The listing below holds a line with "when it freezes." and a later line with "async fn submit_job(&self, job: &mut". Write out those two lines and every line between them, exactly, and nothing else.
★ ★ ★ ★ ★
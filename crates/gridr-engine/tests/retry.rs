//! Retry wrapper behavior over a mock cluster.
//!
//! The cluster here runs every submitted job to completion in one poll,
//! with a scripted exit status and memory peak per attempt. What is
//! under test is the wrapper's bookkeeping: when it builds a fresh
//! attempt, how the memory ladder climbs, and when it freezes.

use std::collections::VecDeque;
use std::path::{Path, PathBuf};
use std::sync::atomic::{AtomicUsize, Ordering};
use std::sync::{Arc, Mutex};

use async_trait::async_trait;
use gridr_core::{
    AccountingRecord, ExitStatus, Job, JobRequest, Lrms, LrmsError, LrmsLimits, LrmsResult,
    ResourceSnapshot, RunState,
};
use gridr_engine::{Core, NeverRetry, RetryDecision, RetryOnOutOfMemory, RetryPolicy, RetryingJob};
use gridr_units::{Duration, Memory};

/// Scheduler's verdict on one attempt.
struct Outcome {
    exit: ExitStatus,
    peak: Option<Memory>,
}

impl Outcome {
    fn oom(peak: Memory) -> Self {
        // The kernel's OOM killer delivers SIGKILL.
        Self {
            exit: ExitStatus::from_parts(0, 9),
            peak: Some(peak),
        }
    }

    fn success() -> Self {
        Self {
            exit: ExitStatus::success(),
            peak: None,
        }
    }
}

/// A cluster where every job finishes by its first status poll.
struct OneShotCluster {
    name: String,
    limits: LrmsLimits,
    submit_failures: Mutex<VecDeque<LrmsError>>,
    outcomes: Mutex<VecDeque<Outcome>>,
    submissions: AtomicUsize,
}

impl OneShotCluster {
    fn new() -> Arc<Self> {
        Arc::new(Self {
            name: "cluster-a".into(),
            limits: LrmsLimits {
                max_cores: 128,
                max_cores_per_job: 64,
                max_memory_per_core: Memory::gib(64),
                max_walltime: Duration::hours(24),
                architectures: Vec::new(),
            },
            submit_failures: Mutex::new(VecDeque::new()),
            outcomes: Mutex::new(VecDeque::new()),
            submissions: AtomicUsize::new(0),
        })
    }

    fn fail_next_submission(&self, err: LrmsError) {
        self.submit_failures.lock().unwrap().push_back(err);
    }

    fn finish_next_with(&self, outcome: Outcome) {
        self.outcomes.lock().unwrap().push_back(outcome);
    }

    fn submissions(&self) -> usize {
        self.submissions.load(Ordering::SeqCst)
    }
}

#[async_trait]
impl Lrms for OneShotCluster {
    fn name(&self) -> &str {
        &self.name
    }

    fn limits(&self) -> &LrmsLimits {
        &self.limits
    }

    async fn submit_job(&self, job: &mut Job) -> LrmsResult<()> {
        if let Some(err) = self.submit_failures.lock().unwrap().pop_front() {
            return Err(err);
        }
        let n = self.submissions.fetch_add(1, Ordering::SeqCst) + 1;
        job.execution.lrms_jobid = Some(n.to_string());
        job.execution.lrms_execdir = Some(format!("/spool/gridr_job.{n}"));
        job.execution.stdout_filename = Some(format!("{}.out", job.request.name));
        Ok(())
    }

    async fn update_job_state(&self, job: &mut Job) -> LrmsResult<RunState> {
        let Some(outcome) = self.outcomes.lock().unwrap().pop_front() else {
            return Ok(job.state());
        };
        job.execution.exit_status = Some(outcome.exit);
        job.execution.usage = Some(AccountingRecord {
            cores: job.request.cores,
            duration: Duration::seconds(30),
            used_cpu_time: Duration::seconds(30),
            max_used_memory: outcome.peak,
            max_used_rss: None,
            submitted_at: None,
            started_at: None,
            completed_at: None,
            exit_status: Some(outcome.exit),
        });
        job.execution.transition(RunState::Terminating);
        Ok(RunState::Terminating)
    }

    async fn get_accounting(&self, job: &Job) -> LrmsResult<Option<AccountingRecord>> {
        Ok(job.execution.usage.clone())
    }

    async fn cancel_job(&self, _job: &mut Job) -> LrmsResult<()> {
        Ok(())
    }

    async fn get_results(
        &self,
        _job: &mut Job,
        _download_dir: &Path,
        _overwrite: bool,
    ) -> LrmsResult<Vec<PathBuf>> {
        Ok(Vec::new())
    }

    async fn free(&self, _job: &mut Job) -> LrmsResult<()> {
        Ok(())
    }

    async fn get_resource_status(&self) -> LrmsResult<ResourceSnapshot> {
        Ok(ResourceSnapshot {
            total_slots: Some(self.limits.max_cores),
            free_slots: None,
            total_running: 0,
            total_queued: 0,
            own_running: 0,
            own_queued: 0,
            observed_at: chrono::Utc::now(),
        })
    }

    async fn peek(
        &self,
        _job: &Job,
        _remote_path: &str,
        _offset: i64,
        _size: Option<u64>,
    ) -> LrmsResult<Vec<u8>> {
        Ok(Vec::new())
    }

    async fn close(&self) -> LrmsResult<()> {
        Ok(())
    }
}

fn oom_request() -> JobRequest {
    JobRequest::new("hog", ["./hog"]).with_memory_per_core(Memory::gib(1))
}

fn oom_policy() -> Box<dyn RetryPolicy> {
    Box::new(RetryOnOutOfMemory::default())
}

/// Run the wrapper's current attempt from submission to the policy
/// decision.
async fn one_round(wrapper: &mut RetryingJob, core: &Core, dir: &Path) {
    wrapper.submit(core).await.unwrap();
    wrapper.update_state(core).await.unwrap();
    assert_eq!(wrapper.state(), RunState::Terminating, "one poll finishes");
    wrapper.fetch_output(core, dir, false).await.unwrap();
}

#[tokio::test]
async fn memory_death_is_retried_with_a_raised_request() {
    let cluster = OneShotCluster::new();
    cluster.finish_next_with(Outcome::oom(Memory::gib(1)));
    let core = Core::new(vec![cluster.clone() as Arc<dyn Lrms>]);
    let dir = tempfile::tempdir().unwrap();

    let mut wrapper = RetryingJob::new(oom_request(), oom_policy(), 3);
    wrapper.submit(&core).await.unwrap();
    wrapper.update_state(&core).await.unwrap();
    assert_eq!(wrapper.state(), RunState::Terminating);

    wrapper.fetch_output(&core, dir.path(), false).await.unwrap();

    assert!(!wrapper.is_frozen());
    assert_eq!(wrapper.retried(), 1);
    assert_eq!(wrapper.state(), RunState::New, "fresh attempt awaits submission");
    assert_eq!(
        wrapper.job().request.memory_per_core,
        Some(Memory::gib(2)),
        "the ladder climbs by one increment"
    );
    assert!(wrapper.job().execution.lrms_jobid.is_none());
}

#[tokio::test]
async fn the_ladder_climbs_until_the_job_succeeds() {
    let cluster = OneShotCluster::new();
    cluster.finish_next_with(Outcome::oom(Memory::gib(1)));
    cluster.finish_next_with(Outcome::oom(Memory::gib(2)));
    cluster.finish_next_with(Outcome::success());
    let core = Core::new(vec![cluster.clone() as Arc<dyn Lrms>]);
    let dir = tempfile::tempdir().unwrap();

    let mut wrapper = RetryingJob::new(oom_request(), oom_policy(), 5);
    while !wrapper.is_frozen() {
        wrapper.submit(&core).await.unwrap();
        wrapper.update_state(&core).await.unwrap();
        wrapper.fetch_output(&core, dir.path(), false).await.unwrap();
    }

    assert_eq!(wrapper.retried(), 2);
    assert_eq!(wrapper.state(), RunState::Terminated);
    assert_eq!(cluster.submissions(), 3);
    assert_eq!(wrapper.job().request.memory_per_core, Some(Memory::gib(3)));
    assert!(wrapper
        .job()
        .execution
        .exit_status
        .is_some_and(|exit| exit.is_success()));
}

#[tokio::test]
async fn a_successful_first_attempt_freezes_immediately() {
    let cluster = OneShotCluster::new();
    cluster.finish_next_with(Outcome::success());
    let core = Core::new(vec![cluster.clone() as Arc<dyn Lrms>]);
    let dir = tempfile::tempdir().unwrap();

    let mut wrapper = RetryingJob::new(oom_request(), oom_policy(), 3);
    one_round(&mut wrapper, &core, dir.path()).await;

    assert!(wrapper.is_frozen());
    assert_eq!(wrapper.retried(), 0);
    assert_eq!(wrapper.state(), RunState::Terminated);
}

#[tokio::test]
async fn zero_retries_means_the_job_runs_exactly_once() {
    let cluster = OneShotCluster::new();
    cluster.finish_next_with(Outcome::oom(Memory::gib(1)));
    let core = Core::new(vec![cluster.clone() as Arc<dyn Lrms>]);
    let dir = tempfile::tempdir().unwrap();

    let mut wrapper = RetryingJob::new(oom_request(), oom_policy(), 0);
    one_round(&mut wrapper, &core, dir.path()).await;

    assert!(wrapper.is_frozen());
    assert_eq!(wrapper.retried(), 0);
    assert_eq!(wrapper.state(), RunState::Terminated);
    assert_eq!(cluster.submissions(), 1);
}

#[tokio::test]
async fn the_budget_caps_a_persistent_oom() {
    let cluster = OneShotCluster::new();
    for gib in 1..=3u64 {
        cluster.finish_next_with(Outcome::oom(Memory::gib(gib)));
    }
    let core = Core::new(vec![cluster.clone() as Arc<dyn Lrms>]);
    let dir = tempfile::tempdir().unwrap();

    let mut wrapper = RetryingJob::new(oom_request(), oom_policy(), 2);
    while !wrapper.is_frozen() {
        wrapper.submit(&core).await.unwrap();
        wrapper.update_state(&core).await.unwrap();
        wrapper.fetch_output(&core, dir.path(), false).await.unwrap();
    }

    assert_eq!(wrapper.retried(), 2);
    assert_eq!(cluster.submissions(), 3);
    assert_eq!(wrapper.state(), RunState::Terminated);
}

#[tokio::test]
async fn never_retry_accepts_the_first_outcome() {
    let cluster = OneShotCluster::new();
    cluster.finish_next_with(Outcome::oom(Memory::gib(1)));
    let core = Core::new(vec![cluster.clone() as Arc<dyn Lrms>]);
    let dir = tempfile::tempdir().unwrap();

    let mut wrapper = RetryingJob::new(oom_request(), Box::new(NeverRetry), 3);
    one_round(&mut wrapper, &core, dir.path()).await;

    assert!(wrapper.is_frozen());
    assert_eq!(wrapper.retried(), 0);
}

#[tokio::test]
async fn kill_freezes_the_wrapper() {
    let cluster = OneShotCluster::new();
    let core = Core::new(vec![cluster.clone() as Arc<dyn Lrms>]);

    let mut wrapper = RetryingJob::new(oom_request(), oom_policy(), 3);
    wrapper.submit(&core).await.unwrap();
    wrapper.kill(&core).await.unwrap();

    assert!(wrapper.is_frozen());
    assert_eq!(wrapper.state(), RunState::Terminated);
    assert_eq!(
        wrapper.job().execution.exit_status,
        Some(ExitStatus::cancelled())
    );
}

/// A policy that always asks for another identical attempt; paired with
/// a submission failure it shows the wrapper consulting the policy on a
/// closed, never-submitted record.
struct Stubborn;

impl RetryPolicy for Stubborn {
    fn evaluate(&self, job: &Job, _retried: u32) -> RetryDecision {
        RetryDecision::Retry(job.request.clone())
    }
}

#[tokio::test]
async fn a_failed_submission_may_still_be_retried() {
    let cluster = OneShotCluster::new();
    cluster.fail_next_submission(LrmsError::Submission("queue closed".into()));
    let core = Core::new(vec![cluster.clone() as Arc<dyn Lrms>]);

    let mut wrapper = RetryingJob::new(oom_request(), Box::new(Stubborn), 3);
    let err = wrapper.submit(&core).await.unwrap_err();
    assert!(matches!(err, LrmsError::Submission(_)));

    // The failed attempt was closed, the policy asked, a fresh attempt
    // built; the next submit round succeeds.
    assert_eq!(wrapper.retried(), 1);
    assert_eq!(wrapper.state(), RunState::New);
    wrapper.submit(&core).await.unwrap();
    assert_eq!(wrapper.state(), RunState::Submitted);
    assert_eq!(cluster.submissions(), 1);
}

#[tokio::test]
async fn a_failed_submission_under_never_retry_stays_closed() {
    let cluster = OneShotCluster::new();
    cluster.fail_next_submission(LrmsError::Submission("queue closed".into()));
    let core = Core::new(vec![cluster.clone() as Arc<dyn Lrms>]);

    let mut wrapper = RetryingJob::new(oom_request(), Box::new(NeverRetry), 3);
    wrapper.submit(&core).await.unwrap_err();

    assert!(wrapper.is_frozen());
    assert_eq!(wrapper.state(), RunState::Terminated);
    assert_eq!(
        wrapper.job().execution.exit_status,
        Some(ExitStatus::submission_failed())
    );
}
★ ★ ★ ★ ★
▶ **WRITTEN RESPONSE**:
//! attempt, how the memory ladder climbs, and when it freezes.

use std::collections::VecDeque;
use std::path::{Path, PathBuf};
use std::sync::atomic::{AtomicUsize, Ordering};
use std::sync::{Arc, Mutex};

use async_trait::async_trait;
use gridr_core::{
    AccountingRecord, ExitStatus, Job, JobRequest, Lrms, LrmsError, LrmsLimits, LrmsResult,
    ResourceSnapshot, RunState,
};
use gridr_engine::{Core, NeverRetry, RetryDecision, RetryOnOutOfMemory, RetryPolicy, RetryingJob};
use gridr_units::{Duration, Memory};

/// Scheduler's verdict on one attempt.
struct Outcome {
    exit: ExitStatus,
    peak: Option<Memory>,
}

impl Outcome {
    fn oom(peak: Memory) -> Self {
        // The kernel's OOM killer delivers SIGKILL.
        Self {
            exit: ExitStatus::from_parts(0, 9),
            peak: Some(peak),
        }
    }

    fn success() -> Self {
        Self {
            exit: ExitStatus::success(),
            peak: None,
        }
    }
}

/// A cluster where every job finishes by its first status poll.
struct OneShotCluster {
    name: String,
    limits: LrmsLimits,
    submit_failures: Mutex<VecDeque<LrmsError>>,
    outcomes: Mutex<VecDeque<Outcome>>,
    submissions: AtomicUsize,
}

impl OneShotCluster {
    fn new() -> Arc<Self> {
        Arc::new(Self {
            name: "cluster-a".into(),
            limits: LrmsLimits {
                max_cores: 128,
                max_cores_per_job: 64,
                max_memory_per_core: Memory::gib(64),
                max_walltime: Duration::hours(24),
                architectures: Vec::new(),
            },
            submit_failures: Mutex::new(VecDeque::new()),
            outcomes: Mutex::new(VecDeque::new()),
            submissions: AtomicUsize::new(0),
        })
    }

    fn fail_next_submission(&self, err: LrmsError) {
        self.submit_failures.lock().unwrap().push_back(err);
    }

    fn finish_next_with(&self, outcome: Outcome) {
        self.outcomes.lock().unwrap().push_back(outcome);
    }

    fn submissions(&self) -> usize {
        self.submissions.load(Ordering::SeqCst)
    }
}

#[async_trait]
impl Lrms for OneShotCluster {
    fn name(&self) -> &str {
        &self.name
    }

    fn limits(&self) -> &LrmsLimits {
        &self.limits
    }

    async fn submit_job(&self, job: &mut Job) -> LrmsResult<()> {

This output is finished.